Created on 2014-07-26.10:58:29 by hjacobs, last changed 2019-10-06.09:40:08 by jeff.allen.
|msg8894 (view)||Author: Henning Jacobs (hjacobs)||Date: 2014-07-26.10:58:29|
Jython relies on "ant" for the build process and developers have to configure their IDEs individually to import/use the project. I would like to migrate Jython to the standard Maven structure, this would make it much easier to get started (pom.xml can easily be opened out-of-the-box in Eclipse, Netbeans, IntelliJ). We can still use the ant build.xml for the more complicated or "special" parts (it's easy to call ant from Maven).
|msg8895 (view)||Author: Jim Baker (zyasoft)||Date: 2014-07-27.21:11:00|
This is a good idea!
|msg10557 (view)||Author: Jim Baker (zyasoft)||Date: 2015-12-28.18:35:06|
I believe the general consensus is that we will use Gradle instead, especially since it's also easy to use Ant tasks (such as our expose processor for Python types) from Gradle. Maybe we can do this as the first task for 2.7.2?

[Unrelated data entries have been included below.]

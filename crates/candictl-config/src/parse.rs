//! Multi-document YAML parsing into a [`MetaConfig`]

use std::fs;
use std::path::Path;

use serde::Deserialize;
use serde_json::Value;
use tracing::debug;

use candictl_common::{Error, Result};

use crate::meta::{MetaConfig, RawDocument};
use crate::schema::SchemaStore;

/// Split a multi-document YAML string into JSON values, skipping empty documents
pub fn split_yaml_documents(data: &str) -> Result<Vec<Value>> {
    let mut docs = Vec::new();
    for (i, document) in serde_yaml::Deserializer::from_str(data).enumerate() {
        let value = Value::deserialize(document).map_err(|e| {
            Error::serialization_for(format!("document {}", i + 1), e.to_string())
        })?;
        if !value.is_null() {
            docs.push(value);
        }
    }
    Ok(docs)
}

/// Parse configuration documents from a file
pub fn parse_config(path: &Path, store: &SchemaStore) -> Result<MetaConfig> {
    let data = fs::read_to_string(path).map_err(|e| {
        Error::config_invalid(format!("unable to read {}: {}", path.display(), e))
    })?;
    parse_config_from_data(&data, store)
}

/// Parse configuration documents from a string.
///
/// Every document is validated against the schema store, then routed by kind.
pub fn parse_config_from_data(data: &str, store: &SchemaStore) -> Result<MetaConfig> {
    let mut meta = MetaConfig::default();

    for doc in split_yaml_documents(data)? {
        let index = store.validate(&doc)?;
        let raw: RawDocument = serde_json::from_value(doc).map_err(|e| {
            Error::config_invalid_in(index.to_string(), format!("expected a mapping: {}", e))
        })?;

        let slot = match index.kind.as_str() {
            "ClusterConfiguration" => &mut meta.cluster_config,
            "InitConfiguration" => &mut meta.init_cluster_config,
            "StaticClusterConfiguration" => &mut meta.static_cluster_config,
            kind if kind.ends_with("ClusterConfiguration") => &mut meta.provider_cluster_config,
            _ => {
                return Err(Error::config_invalid_in(
                    index.to_string(),
                    "unexpected document in cluster configuration",
                ))
            }
        };
        if !slot.is_empty() {
            return Err(Error::config_invalid_in(
                index.to_string(),
                "document is specified more than once",
            ));
        }
        debug!(document = %index, "Configuration document parsed");
        *slot = raw;
    }

    meta.prepare()
}

/// Parse the configuration stored in the cluster: the cluster document and,
/// for Cloud clusters, the provider document.
pub fn parse_config_from_cluster(
    cluster_config_yaml: &str,
    provider_config_yaml: Option<&str>,
    store: &SchemaStore,
) -> Result<MetaConfig> {
    let mut data = cluster_config_yaml.to_string();
    if let Some(provider) = provider_config_yaml.filter(|p| !p.trim().is_empty()) {
        data.push_str("\n---\n");
        data.push_str(provider);
    }
    parse_config_from_data(&data, store)
}

#[cfg(test)]
mod tests {
    use super::*;
    use crate::meta::ClusterType;
    use crate::schema::tests::test_store;

    const CLUSTER: &str = r#"
---
apiVersion: deckhouse.io/v1
kind: ClusterConfiguration
clusterType: Static
kubernetesVersion: "1.16"
podSubnetCIDR: 10.222.0.0/16
serviceSubnetCIDR: 10.111.0.0/16
"#;

    const INIT: &str = r#"
---
apiVersion: deckhouse.io/v1
kind: InitConfiguration
deckhouse:
  imagesRepo: test
  devBranch: test
"#;

    #[test]
    fn test_parse_static_cluster() {
        let data = format!("{}{}", CLUSTER, INIT);
        let meta = parse_config_from_data(&data, &test_store()).unwrap();

        assert_eq!(meta.cluster_type, Some(ClusterType::Static));
        assert_eq!(meta.cluster_dns_address, "10.111.0.10");
        assert_eq!(meta.deckhouse_config.images_repo, "test");
        assert_eq!(meta.deckhouse_config.dev_branch, "test");
        assert_eq!(meta.static_cluster_config_yaml().unwrap().len(), 0);
        assert_eq!(meta.provider_cluster_config_yaml().unwrap().len(), 0);
        assert!(meta
            .cluster_config_yaml()
            .unwrap()
            .contains("kind: ClusterConfiguration"));
    }

    #[test]
    fn test_parse_with_static_document() {
        let data = format!(
            "{}{}---\napiVersion: deckhouse.io/v1\nkind: StaticClusterConfiguration\ninternalNetworkCIDRs:\n- 192.168.0.0/24\n",
            CLUSTER, INIT
        );
        let meta = parse_config_from_data(&data, &test_store()).unwrap();
        assert!(meta
            .static_cluster_config_yaml()
            .unwrap()
            .contains("192.168.0.0/24"));
    }

    #[test]
    fn test_invalid_document_fails() {
        let data = CLUSTER.replace("clusterType: Static", "clusterType: Unknown");
        let err = parse_config_from_data(&data, &test_store()).unwrap_err();
        assert!(matches!(err, Error::ConfigInvalid { .. }));
    }

    #[test]
    fn test_duplicate_document_fails() {
        let data = format!("{}{}", CLUSTER, CLUSTER);
        let err = parse_config_from_data(&data, &test_store()).unwrap_err();
        assert!(err.to_string().contains("more than once"));
    }

    #[test]
    fn test_split_skips_empty_documents() {
        let docs = split_yaml_documents("---\n---\na: 1\n---\n").unwrap();
        assert_eq!(docs.len(), 1);
    }

    #[test]
    fn test_parse_config_from_file() {
        let dir = tempfile::tempdir().unwrap();
        let path = dir.path().join("config.yml");
        fs::write(&path, format!("{}{}", CLUSTER, INIT)).unwrap();
        let meta = parse_config(&path, &test_store()).unwrap();
        assert_eq!(meta.cluster_type, Some(ClusterType::Static));
    }

    #[test]
    fn test_parse_config_from_cluster_without_provider() {
        let meta = parse_config_from_cluster(CLUSTER, Some(""), &test_store()).unwrap();
        assert_eq!(meta.cluster_type, Some(ClusterType::Static));
        assert!(meta.provider_cluster_config.is_empty());
    }
}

|msg10580 (view)||Author: Jim Baker (zyasoft)||Date: 2016-01-03.16:46:25|
Given the recent switch of the repo from hg.python.org to GitHub, we need to get this build change done sooner (2.7.2) than later. See http://sourceforge.net/p/jython/mailman/message/34736089/
|msg10652 (view)||Author: Jim Baker (zyasoft)||Date: 2016-01-15.15:22:34|
Top priority for 2.7.2, so marking accordingly
|msg10825 (view)||Author: Jim Baker (zyasoft)||Date: 2016-03-18.20:11:03|
Also discussed here: https://github.com/jythontools/jython/issues/11
|msg12005 (view)||Author: Jeff Allen (jeff.allen)||Date: 2018-05-29.10:50:37|
Users will continue to depend on the JARs we currently build using Ant, and the installer, which takes the approach that all dependencies are bundled in javalib (or the standalone JAR). So it is clear that we need to continue to deliver that. Call this the "bundled" product. I take this issue to be a request that we build (using Gradle) an artifact that can be cited as a dependency by other projects, and cites its dependencies in turn. And this is an enhancement that stands alongside the established, bundled product. I imagine it would be referenced by the co-ordinates "org.python:jython:2.7.2". Is this a reasonable interpretation? It seems feasible for me to try this, leaving the Ant build exactly as it is and starting from scratch with Gradle. If it fails we haven't broken anything. One would run both builds to release Jython. There will be a problem keeping the versions of JARs in sync between the two builds, that we will want to solve eventually (I predict), by moving production of both to Gradle: not for 2.7.2, though.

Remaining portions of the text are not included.